4.3.  Compressing Addresses

   The general technique used in this draft to compress an address is
   first to determine a reference that has a long prefix match with this
   address, and then elide that matching piece.  In order to reconstruct
   the compressed address, the receiving node will perform the process
   of coalescence described in Section 4.3.1.

   One possible reference is the root of the RPL DODAG that is being
   traversed.  It is used by 6LoRH as the reference to compress an outer
   IP header, in case of an IP-in-IP encapsulation.  If the root is the
   source of the packet, this technique allows to fully elide the source
   address in the compressed form of the IP header.  If the root is not
   the encapsulator, then the encapsulator address may still be
   compressed using the root as reference.  How the address of the root
   is determined is discussed in Section 4.3.2.

   Once the address of the source of the packet is determined, it
   becomes the reference for the compression of the addresses that are
   located in compressed SRH headers that are present inside the IP-in-
   IP encapsulation in the uncompressed form.

4.3.1.  Coalescence

   An IPv6 compressed address is coalesced with a reference address by
   overriding the N rightmost bytes of the reference address with the
   compressed address, where N is the length of the compressed address,
   as indicated by the Type of the SRH-6LoRH header in Figure 7.

   The reference address MAY be a compressed address as well, in which
   case it MUST be compressed in a form that is of an equal or greater
   length than the address that is being coalesced.

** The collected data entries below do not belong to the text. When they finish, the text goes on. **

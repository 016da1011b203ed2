//! Per-board countdown timer.
//!
//! [`Timer`] is the pure state machine; [`TimerActor`] owns one, ticks it,
//! listens for commands on the board's timer topic and broadcasts every
//! change. At most one actor should run per board across all processes:
//! whoever needs a timer first asks for its `status` with
//! [`query_status`] and only starts one when nobody answers in time.

use std::time::Duration;

use tokio::time::{Instant, MissedTickBehavior};
use tokio_util::sync::CancellationToken;
use tracing::{debug, info, warn};
use uuid::Uuid;

use retro_types::events::{TimerState, TimerStatus};

use crate::bus::{Bus, BusMessage, Subscription};
use crate::message::{Command, Envelope, MessageType, TimerCmd};
use crate::topics;

/// Period between countdown steps. Each tick is one second of countdown.
pub const TICK_PERIOD: Duration = Duration::from_secs(1);

/// How long discovery waits for a running timer to answer `status`.
pub const STATUS_TIMEOUT: Duration = Duration::from_secs(1);

#[derive(Debug, thiserror::Error)]
pub enum TimerError {
    #[error("start needs a duration value")]
    MissingDuration,

    #[error("invalid duration `{0}`")]
    InvalidDuration(String),
}

/// Parse a duration such as `90s`, `5m`, `1m30s`, `1.5h` or `500ms`.
pub fn parse_duration(raw: &str) -> Result<Duration, TimerError> {
    let invalid = || TimerError::InvalidDuration(raw.to_string());

    let mut rest = raw.trim();
    if rest.is_empty() {
        return Err(invalid());
    }

    let mut seconds = 0f64;
    while !rest.is_empty() {
        let number_len = rest
            .find(|c: char| !(c.is_ascii_digit() || c == '.'))
            .unwrap_or(rest.len());
        if number_len == 0 {
            return Err(invalid());
        }
        let number: f64 = rest[..number_len].parse().map_err(|_| invalid())?;
        rest = &rest[number_len..];

        let unit_len = rest
            .find(|c: char| c.is_ascii_digit() || c == '.')
            .unwrap_or(rest.len());
        let scale = match &rest[..unit_len] {
            "h" => 3600.0,
            "m" => 60.0,
            "s" => 1.0,
            "ms" => 1e-3,
            "us" | "µs" => 1e-6,
            "ns" => 1e-9,
            _ => return Err(invalid()),
        };
        seconds += number * scale;
        rest = &rest[unit_len..];
    }

    Duration::try_from_secs_f64(seconds).map_err(|_| invalid())
}

/// A state change caused by a command, used to word the notification.
#[derive(Debug, Clone, Copy, PartialEq, Eq)]
pub enum Transition {
    Started,
    Resumed,
    Paused,
    Stopped,
}

impl Transition {
    pub fn verb(&self) -> &'static str {
        match self {
            Self::Started => "started",
            Self::Resumed => "resumed",
            Self::Paused => "paused",
            Self::Stopped => "stopped",
        }
    }
}

#[derive(Debug, Clone)]
pub struct Timer {
    board_id: Uuid,
    status: TimerStatus,
    duration: u64,
    elapsed: u64,
    display: String,
}

impl Timer {
    pub fn new(board_id: Uuid) -> Self {
        let mut timer = Self {
            board_id,
            status: TimerStatus::Stopped,
            duration: 0,
            elapsed: 0,
            display: String::new(),
        };
        timer.update_display();
        timer
    }

    pub fn status(&self) -> TimerStatus {
        self.status
    }

    pub fn elapsed(&self) -> u64 {
        self.elapsed
    }

    pub fn state(&self) -> TimerState {
        TimerState {
            board_id: self.board_id,
            status: self.status,
            display: self.display.clone(),
            duration: self.duration,
            elapsed: self.elapsed,
        }
    }

    /// Apply a command. `Ok(None)` means the command was accepted but has
    /// no effect in the current state; errors leave the state untouched.
    pub fn apply(&mut self, cmd: &TimerCmd) -> Result<Option<Transition>, TimerError> {
        let transition = match (cmd, self.status) {
            (TimerCmd::Start { value }, TimerStatus::Stopped | TimerStatus::Done) => {
                let raw = value.as_deref().ok_or(TimerError::MissingDuration)?;
                let duration = parse_duration(raw)?.as_secs();
                if duration == 0 {
                    return Err(TimerError::InvalidDuration(raw.to_string()));
                }
                self.duration = duration;
                self.elapsed = 0;
                self.status = TimerStatus::Running;
                Transition::Started
            }
            (TimerCmd::Start { .. }, TimerStatus::Paused) => {
                self.status = TimerStatus::Running;
                Transition::Resumed
            }
            (TimerCmd::Pause, TimerStatus::Running) => {
                self.status = TimerStatus::Paused;
                Transition::Paused
            }
            (TimerCmd::Stop, _) => {
                self.status = TimerStatus::Stopped;
                self.duration = 0;
                self.elapsed = 0;
                Transition::Stopped
            }
            _ => return Ok(None),
        };
        self.update_display();
        Ok(Some(transition))
    }

    /// Advance one second. Returns false (and changes nothing) unless running.
    pub fn tick(&mut self) -> bool {
        if self.status != TimerStatus::Running {
            return false;
        }
        self.elapsed += 1;
        if self.elapsed >= self.duration {
            self.status = TimerStatus::Done;
        }
        self.update_display();
        true
    }

    fn update_display(&mut self) {
        let remaining = self.duration.saturating_sub(self.elapsed);
        self.display = format!("{:02}:{:02}", remaining / 60, remaining % 60);
    }
}

/// Ask whichever timer actor serves `board_id` for its state. `None` when no
/// actor answers within `timeout`, which callers treat as "not running".
pub async fn query_status(bus: &Bus, board_id: Uuid, timeout: Duration) -> Option<TimerState> {
    let request = Envelope::new(MessageType::TimerCmd, TimerCmd::Status.to_data()).with_board(board_id);
    let payload = match request.encode() {
        Ok(payload) => payload,
        Err(e) => {
            warn!(board = %board_id, "Failed to encode timer status request: {}", e);
            return None;
        }
    };

    let reply = match bus.request(&topics::timer_cmd(board_id), payload, timeout).await {
        Ok(reply) => reply,
        Err(e) => {
            debug!(board = %board_id, "No timer answered: {}", e);
            return None;
        }
    };

    match Envelope::decode(&reply).and_then(|msg| Ok(serde_json::from_value(msg.data)?)) {
        Ok(state) => Some(state),
        Err(e) => {
            warn!(board = %board_id, "Bad timer status reply: {}", e);
            None
        }
    }
}

pub struct TimerActor {
    timer: Timer,
    bus: Bus,
    commands: Subscription,
    period: Duration,
}

impl TimerActor {
    /// Subscribes to the command topic right away, so the actor answers
    /// discovery probes from the moment it exists, before it is spawned.
    pub fn new(board_id: Uuid, bus: Bus, period: Duration) -> Self {
        let commands = bus.subscribe(&topics::timer_cmd(board_id));
        Self {
            timer: Timer::new(board_id),
            bus,
            commands,
            period,
        }
    }

    pub fn board_id(&self) -> Uuid {
        self.timer.board_id
    }

    /// Run until `cancel` fires. Commands and ticks are handled one at a
    /// time, so a command never interleaves with a tick.
    pub async fn run(mut self, cancel: CancellationToken) {
        let board_id = self.board_id();
        info!(board = %board_id, "timer started");

        let mut ticker = tokio::time::interval_at(Instant::now() + self.period, self.period);
        ticker.set_missed_tick_behavior(MissedTickBehavior::Delay);

        loop {
            tokio::select! {
                biased;
                _ = cancel.cancelled() => break,
                _ = ticker.tick() => {
                    if self.timer.tick() {
                        if self.timer.status() == TimerStatus::Done {
                            info!(board = %board_id, "timer done");
                        }
                        self.publish_state();
                    }
                }
                msg = self.commands.recv() => match msg {
                    Some(msg) => {
                        if let Some(Transition::Started | Transition::Resumed) = self.on_command(msg) {
                            // count a full period from the moment it (re)starts
                            ticker.reset();
                        }
                    }
                    None => break,
                },
            }
        }

        drop(self.commands);
        info!(board = %board_id, "timer destroyed");
    }

    fn on_command(&mut self, msg: BusMessage) -> Option<Transition> {
        let board_id = self.board_id();
        let envelope = match Envelope::decode(&msg.payload) {
            Ok(envelope) => envelope,
            Err(e) => {
                warn!(board = %board_id, "Dropping undecodable timer command: {}", e);
                return None;
            }
        };
        let cmd = match Command::decode(&envelope) {
            Ok(Command::Timer(cmd)) => cmd,
            Ok(other) => {
                warn!(board = %board_id, "Timer got a non-timer command: {:?}", other);
                return None;
            }
            Err(e) => {
                warn!(board = %board_id, "Dropping invalid timer command: {}", e);
                return None;
            }
        };

        if cmd == TimerCmd::Status {
            self.reply_status(&msg);
            return None;
        }

        match self.timer.apply(&cmd) {
            Ok(Some(transition)) => {
                info!(board = %board_id, "timer {}", transition.verb());
                self.publish_state();
                if let Some(user) = envelope.user {
                    let name = if user.name.is_empty() { "Someone" } else { user.name.as_str() };
                    let text = format!("{} {} the timer", name, transition.verb());
                    self.publish(Envelope::notification(text, user));
                }
                Some(transition)
            }
            Ok(None) => {
                debug!(board = %board_id, "timer {} ignored while {:?}", cmd.name(), self.timer.status());
                None
            }
            Err(e) => {
                warn!(board = %board_id, "timer {} failed: {}", cmd.name(), e);
                None
            }
        }
    }

    fn state_message(&self) -> Result<Envelope, serde_json::Error> {
        Envelope::with_data(MessageType::TimerState, &self.timer.state())
    }

    fn reply_status(&self, msg: &BusMessage) {
        if !msg.expects_reply() {
            return;
        }
        match self.state_message().and_then(|m| m.encode()) {
            Ok(payload) => {
                msg.respond(payload);
            }
            Err(e) => warn!(board = %self.board_id(), "Failed to encode timer status: {}", e),
        }
    }

    fn publish_state(&self) {
        match self.state_message() {
            Ok(msg) => self.publish(msg),
            Err(e) => warn!(board = %self.board_id(), "Failed to encode timer state: {}", e),
        }
    }

    fn publish(&self, msg: Envelope) {
        let board_id = self.board_id();
        match msg.encode() {
            Ok(payload) => {
                self.bus.publish(&topics::broadcast(board_id), payload);
            }
            Err(e) => warn!(board = %board_id, "Failed to encode {}: {}", msg.kind, e),
        }
    }
}

/// Spawn a timer actor whose lifetime is bound to `cancel`.
pub fn spawn(board_id: Uuid, bus: Bus, period: Duration, cancel: CancellationToken) -> tokio::task::JoinHandle<()> {
    let actor = TimerActor::new(board_id, bus, period);
    tokio::spawn(actor.run(cancel))
}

   A compressed address is expanded by coalescing it with a reference
   address.  In the particular case of a Type 4 SRH-6LoRH, the address
   is expressed in full and the coalescence is a complete override as
   illustrated in Figure 5.

   RRRRRRRRRRRRRRRRRRR  reference address, may be compressed or not

               CCCCCCC  compressed address, shorter or same as reference

   RRRRRRRRRRRRCCCCCCC  coalesced address, same compression as reference

                      Figure 5: Coalescing addresses.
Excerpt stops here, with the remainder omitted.